L’hostilité de l’homme contrastait avec la mine avenante et accueillante de son épouse. « C’est quoi vot’ talent, monsieur ? demanda la femme. À vot’ façon de parler, vous m’avez l’air d’avoir de l’instruction. Vous seriez pas maître d’école, dites-moi ?
— Mon talent est dans mon nom, dit-il. Mot-pour-mot. J’ai un talent pour les histoires.
— Pour les inventer ? On appelle ça mentir, par chez nous. » Plus la femme cherchait à venir en aide à Mot-pour-mot, plus son mari était désagréable.
« J’ai un talent pour me souvenir des histoires. Mais je ne raconte que celles que je crois véridiques, monsieur. Et je suis difficile à convaincre. Si vous me racontez vos histoires, je vous raconterai les miennes, et l’échange nous rendra tous deux plus riches, parce qu’on n’aura rien perdu de notre capital de départ.
— J’ai pas d’histoires », dit Armure, qui pourtant avait déjà évoqué d’une part le Prophète et d’une autre Ta-Kumsaw.
« C’est bien triste, et dans ce cas, j’ai frappé à la mauvaise porte. » Mot-pour-mot avait compris que ce n’était vraiment pas la demeure qu’il lui fallait. Même si Armure changeait d’avis et le faisait entrer, il serait en butte aux soupçons, lui qui ne souffrait pas de vivre sous une perpétuelle surveillance. « Le bonjour. »

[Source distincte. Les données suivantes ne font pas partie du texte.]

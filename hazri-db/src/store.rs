//! [`AttendanceStore`] backed by diesel. The engine sees storage only
//! through this seam; diesel errors are flattened into `StorageFailure`
//! here.

use diesel::PgConnection;

use hazri_core::store::{AttendanceStore, NewWarning, RecordRef, StorageFailure};
use hazri_core::types::{DateWindow, Goal};

use crate::models::attendance::AttendanceRecord;
use crate::models::goal::AttendanceGoal;
use crate::models::subject::Subject;
use crate::models::warning::NewAttendanceWarning;

pub struct DbStore<'a> {
    conn: &'a PgConnection,
}

impl<'a> DbStore<'a> {
    pub fn new(conn: &'a PgConnection) -> Self {
        DbStore { conn }
    }
}

fn storage(e: diesel::result::Error) -> StorageFailure {
    StorageFailure::new(e.to_string())
}

impl AttendanceStore for DbStore<'_> {
    fn count_present(
        &self,
        user_id: i32,
        institute_id: i32,
        subject_id: i32,
        window: DateWindow,
    ) -> Result<i64, StorageFailure> {
        AttendanceRecord::count_present_between(
            user_id,
            institute_id,
            subject_id,
            window.start,
            window.end,
            self.conn,
        )
        .map_err(storage)
    }

    fn active_subjects(&self, institute_id: i32) -> Result<Vec<i32>, StorageFailure> {
        Subject::list_active(institute_id, self.conn)
            .map(|subjects| subjects.iter().map(|s| s.id).collect())
            .map_err(storage)
    }

    fn active_goal(
        &self,
        user_id: i32,
        institute_id: i32,
    ) -> Result<Option<Goal>, StorageFailure> {
        AttendanceGoal::active_for(user_id, institute_id, self.conn)
            .map(|row| {
                row.map(|g| Goal {
                    target_percentage: g.target_percentage,
                    warning_threshold: g.warning_threshold,
                })
            })
            .map_err(storage)
    }

    fn attendance_record(&self, record_id: i32) -> Result<Option<RecordRef>, StorageFailure> {
        AttendanceRecord::find(record_id, self.conn)
            .map(|row| {
                row.map(|r| RecordRef {
                    user_id: r.user_id,
                    institute_id: r.institute_id,
                    subject_id: r.subject_id,
                    attendance_date: r.attendance_date,
                })
            })
            .map_err(storage)
    }

    fn insert_warning(&self, warning: NewWarning) -> Result<(), StorageFailure> {
        NewAttendanceWarning {
            user_id: warning.user_id,
            institute_id: warning.institute_id,
            subject_id: warning.subject_id,
            warning_type: warning.severity.to_string(),
            message: warning.message,
            attendance_percentage: warning.percentage,
            threshold_percentage: warning.threshold,
        }
        .create(self.conn)
        .map(|_| ())
        .map_err(storage)
    }
}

Mais Armure n’allait pas le laisser partir aussi facilement. Les paroles de Mot-pour-mot l’avaient piqué au vif. « Pourquoi donc ce serait triste ? J’mène une vie tranquille, ordinaire.
— Aucune vie ne paraît ordinaire à celui qui la mène, dit Mot-pour-mot, et s’il prétend le contraire, alors c’est une histoire du genre que je ne raconte jamais.
— Vous m’traitez d’menteux ? lança Armure.
— Je vous demande si vous connaissez une maison où mon talent recevrait bon accueil. »
Mot-pour-mot remarqua – Armure non – que la femme formait un signe magique d’apaisement des doigts de la main droite et tenait le poignet de son mari de la gauche. C’était délicatement fait, et le mari avait dû en prendre l’habitude parce que, visiblement, il se détendit quand elle s’avança légèrement pour répondre. « L’ami, fit-elle, si vous prenez l’chemin par-derrière la colline là-bas et que vous l’suivez jusqu’au bout, en traversant deux ruisseaux, tous les deux pontés, vous arriverez au logis d’Alvin Miller, et j’sais qu’il vous acceptera chez lui.